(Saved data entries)
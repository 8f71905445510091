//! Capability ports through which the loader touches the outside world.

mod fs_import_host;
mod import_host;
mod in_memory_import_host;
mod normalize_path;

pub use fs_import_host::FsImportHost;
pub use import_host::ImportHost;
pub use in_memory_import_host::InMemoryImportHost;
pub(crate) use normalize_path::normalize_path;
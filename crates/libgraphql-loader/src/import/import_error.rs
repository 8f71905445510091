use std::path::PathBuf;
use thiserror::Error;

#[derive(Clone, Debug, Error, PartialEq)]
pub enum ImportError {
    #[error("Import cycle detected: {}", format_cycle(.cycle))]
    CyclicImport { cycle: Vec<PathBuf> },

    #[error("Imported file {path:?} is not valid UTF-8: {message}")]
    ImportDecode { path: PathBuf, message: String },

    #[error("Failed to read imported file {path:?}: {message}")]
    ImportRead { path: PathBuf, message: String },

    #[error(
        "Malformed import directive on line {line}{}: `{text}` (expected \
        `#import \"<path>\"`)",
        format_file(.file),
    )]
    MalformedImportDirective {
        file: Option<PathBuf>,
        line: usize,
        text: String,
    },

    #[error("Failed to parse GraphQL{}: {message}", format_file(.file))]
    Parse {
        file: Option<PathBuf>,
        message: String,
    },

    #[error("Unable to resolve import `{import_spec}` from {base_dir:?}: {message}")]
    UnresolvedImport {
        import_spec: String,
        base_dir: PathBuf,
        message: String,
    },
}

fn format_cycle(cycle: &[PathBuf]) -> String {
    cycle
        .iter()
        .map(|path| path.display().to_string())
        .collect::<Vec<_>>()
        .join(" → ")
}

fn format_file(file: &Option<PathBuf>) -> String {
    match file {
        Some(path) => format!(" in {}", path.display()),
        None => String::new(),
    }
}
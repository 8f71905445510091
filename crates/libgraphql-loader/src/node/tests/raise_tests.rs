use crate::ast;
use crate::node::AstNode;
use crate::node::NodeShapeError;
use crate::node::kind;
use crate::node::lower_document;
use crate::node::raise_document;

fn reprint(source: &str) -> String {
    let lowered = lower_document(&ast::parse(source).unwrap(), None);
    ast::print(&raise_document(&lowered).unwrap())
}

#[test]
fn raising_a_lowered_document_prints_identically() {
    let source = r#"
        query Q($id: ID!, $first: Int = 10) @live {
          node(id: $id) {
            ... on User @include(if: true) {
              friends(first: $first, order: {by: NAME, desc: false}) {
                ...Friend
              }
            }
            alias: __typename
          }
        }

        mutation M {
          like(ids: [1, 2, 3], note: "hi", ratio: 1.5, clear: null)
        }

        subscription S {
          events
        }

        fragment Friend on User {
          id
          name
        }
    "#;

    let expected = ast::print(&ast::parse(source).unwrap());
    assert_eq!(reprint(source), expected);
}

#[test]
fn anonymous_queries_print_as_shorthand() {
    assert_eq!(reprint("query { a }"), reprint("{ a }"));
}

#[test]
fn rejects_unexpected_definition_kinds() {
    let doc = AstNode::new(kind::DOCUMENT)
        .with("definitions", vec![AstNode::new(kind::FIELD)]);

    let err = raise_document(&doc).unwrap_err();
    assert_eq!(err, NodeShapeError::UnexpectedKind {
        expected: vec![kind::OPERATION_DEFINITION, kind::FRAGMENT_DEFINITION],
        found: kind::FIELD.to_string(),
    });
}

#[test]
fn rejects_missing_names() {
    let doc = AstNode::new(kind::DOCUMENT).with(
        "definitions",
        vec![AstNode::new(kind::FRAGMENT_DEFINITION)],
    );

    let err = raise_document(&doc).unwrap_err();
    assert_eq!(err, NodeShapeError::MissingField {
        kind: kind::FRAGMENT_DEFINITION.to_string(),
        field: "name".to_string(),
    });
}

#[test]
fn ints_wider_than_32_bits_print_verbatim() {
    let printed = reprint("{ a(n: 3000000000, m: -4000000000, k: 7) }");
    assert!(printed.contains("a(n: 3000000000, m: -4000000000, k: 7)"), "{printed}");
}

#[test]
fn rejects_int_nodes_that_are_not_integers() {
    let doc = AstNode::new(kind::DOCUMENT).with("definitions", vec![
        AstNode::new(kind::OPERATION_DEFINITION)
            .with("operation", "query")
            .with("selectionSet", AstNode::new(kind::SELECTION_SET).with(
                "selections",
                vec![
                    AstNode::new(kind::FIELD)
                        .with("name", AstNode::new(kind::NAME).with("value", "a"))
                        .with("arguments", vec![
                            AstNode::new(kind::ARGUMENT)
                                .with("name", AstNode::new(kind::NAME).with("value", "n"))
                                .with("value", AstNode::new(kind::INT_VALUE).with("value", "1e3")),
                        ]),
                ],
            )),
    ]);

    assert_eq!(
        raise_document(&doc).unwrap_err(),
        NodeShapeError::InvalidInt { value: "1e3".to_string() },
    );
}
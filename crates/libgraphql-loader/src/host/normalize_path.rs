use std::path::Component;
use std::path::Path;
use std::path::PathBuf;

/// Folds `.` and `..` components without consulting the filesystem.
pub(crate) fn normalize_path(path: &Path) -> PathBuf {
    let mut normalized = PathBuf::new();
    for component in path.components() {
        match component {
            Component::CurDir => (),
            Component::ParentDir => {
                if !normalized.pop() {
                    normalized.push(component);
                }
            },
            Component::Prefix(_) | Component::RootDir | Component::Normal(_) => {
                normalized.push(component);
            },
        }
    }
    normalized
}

▶ _ABOUT THIS TASK_
Your task is to quote all of the data word for word.

▶ _WRITTEN RESPONSE_
repository 8f71905445510091
//! Capability ports through which the loader touches the outside world.

mod fs_import_host;
mod import_host;
mod in_memory_import_host;
mod normalize_path;

pub use fs_import_host::FsImportHost;
pub use import_host::ImportHost;
pub use in_memory_import_host::InMemoryImportHost;
pub(crate) use normalize_path::normalize_path;
filename crates/libgraphql-loader/src/import/import_error.rs
repository 8f71905445510091
use std::path::PathBuf;
use thiserror::Error;

#[derive(Clone, Debug, Error, PartialEq)]
pub enum ImportError {
    #[error("Import cycle detected: {}", format_cycle(.cycle))]
    CyclicImport { cycle: Vec<PathBuf> },

    #[error("Imported file {path:?} is not valid UTF-8: {message}")]
    ImportDecode { path: PathBuf, message: String },

    #[error("Failed to read imported file {path:?}: {message}")]
    ImportRead { path: PathBuf, message: String },

    #[error(
        "Malformed import directive on line {line}{}: `{text}` (expected \
        `#import \"<path>\"`)",
        format_file(.file),
    )]
    MalformedImportDirective {
        file: Option<PathBuf>,
        line: usize,
        text: String,
    },

    #[error("Failed to parse GraphQL{}: {message}", format_file(.file))]
    Parse {
        file: Option<PathBuf>,
        message: String,
    },

    #[error("Unable to resolve import `{import_spec}` from {base_dir:?}: {message}")]
    UnresolvedImport {
        import_spec: String,
        base_dir: PathBuf,
        message: String,
    },
}

fn format_cycle(cycle: &[PathBuf]) -> String {
    cycle
        .iter()
        .map(|path| path.display().to_string())
        .collect::<Vec<_>>()
        .join(" → ")
}

fn format_file(file: &Option<PathBuf>) -> String {
    match file {
        Some(path) => format!(" in {}", path.display()),
        None => String::new(),
    }
}
repository 8f71905445510091
filename crates/libgraphql-loader/src/node/tests/raise_tests.rs
use crate::ast;
use crate::node::AstNode;
use crate::node::NodeShapeError;
use crate::node::kind;
use crate::node::lower_document;
use crate::node::raise_document;

fn reprint(source: &str) -> String {
    let lowered = lower_document(&ast::parse(source).unwrap(), None);
    ast::print(&raise_document(&lowered).unwrap())
}

#[test]
fn raising_a_lowered_document_prints_identically() {
    let source = r#"
        query Q($id: ID!, $first: Int = 10) @live {
          node(id: $id) {
            ... on User @include(if: true) {
              friends(first: $first, order: {by: NAME, desc: false}) {
                ...Friend
              }
            }
            alias: __typename
          }
        }

        mutation M {
          like(ids: [1, 2, 3], note: "hi", ratio: 1.5, clear: null)
        }

        subscription S {
          events
        }

        fragment Friend on User {
          id
          name
        }
    "#;

    let expected = ast::print(&ast::parse(source).unwrap());
    assert_eq!(reprint(source), expected);
}

#[test]
fn anonymous_queries_print_as_shorthand() {
    assert_eq!(reprint("query { a }"), reprint("{ a }"));
}

#[test]
fn rejects_unexpected_definition_kinds() {
    let doc = AstNode::new(kind::DOCUMENT)
        .with("definitions", vec![AstNode::new(kind::FIELD)]);

    let err = raise_document(&doc).unwrap_err();
    assert_eq!(err, NodeShapeError::UnexpectedKind {
        expected: vec![kind::OPERATION_DEFINITION, kind::FRAGMENT_DEFINITION],
        found: kind::FIELD.to_string(),
    });
}

#[test]
fn rejects_missing_names() {
    let doc = AstNode::new(kind::DOCUMENT).with(
        "definitions",
        vec![AstNode::new(kind::FRAGMENT_DEFINITION)],
    );

    let err = raise_document(&doc).unwrap_err();
    assert_eq!(err, NodeShapeError::MissingField {
        kind: kind::FRAGMENT_DEFINITION.to_string(),
        field: "name".to_string(),
    });
}

#[test]
fn ints_wider_than_32_bits_print_verbatim() {
    let printed = reprint("{ a(n: 3000000000, m: -4000000000, k: 7) }");
    assert!(printed.contains("a(n: 3000000000, m: -4000000000, k: 7)"), "{printed}");
}

#[test]
fn rejects_int_nodes_that_are_not_integers() {
    let doc = AstNode::new(kind::DOCUMENT).with("definitions", vec![
        AstNode::new(kind::OPERATION_DEFINITION)
            .with("operation", "query")
            .with("selectionSet", AstNode::new(kind::SELECTION_SET).with(
                "selections",
                vec![
                    AstNode::new(kind::FIELD)
                        .with("name", AstNode::new(kind::NAME).with("value", "a"))
                        .with("arguments", vec![
                            AstNode::new(kind::ARGUMENT)
                                .with("name", AstNode::new(kind::NAME).with("value", "n"))
                                .with("value", AstNode::new(kind::INT_VALUE).with("value", "1e3")),
                        ]),
                ],
            )),
    ]);

    assert_eq!(
        raise_document(&doc).unwrap_err(),
        NodeShapeError::InvalidInt { value: "1e3".to_string() },
    );
}
filename crates/libgraphql-loader/src/host/normalize_path.rs
use std::path::Component;
use std::path::Path;
use std::path::PathBuf;

/// Folds `.` and `..` components without consulting the filesystem.
pub(crate) fn normalize_path(path: &Path) -> PathBuf {
    let mut normalized = PathBuf::new();
    for component in path.components() {
        match component {
            Component::CurDir => (),
            Component::ParentDir => {
                if !normalized.pop() {
                    normalized.push(component);
                }
            },
            Component::Prefix(_) | Component::RootDir | Component::Normal(_) => {
                normalized.push(component);
            },
        }
    }
    normalized
}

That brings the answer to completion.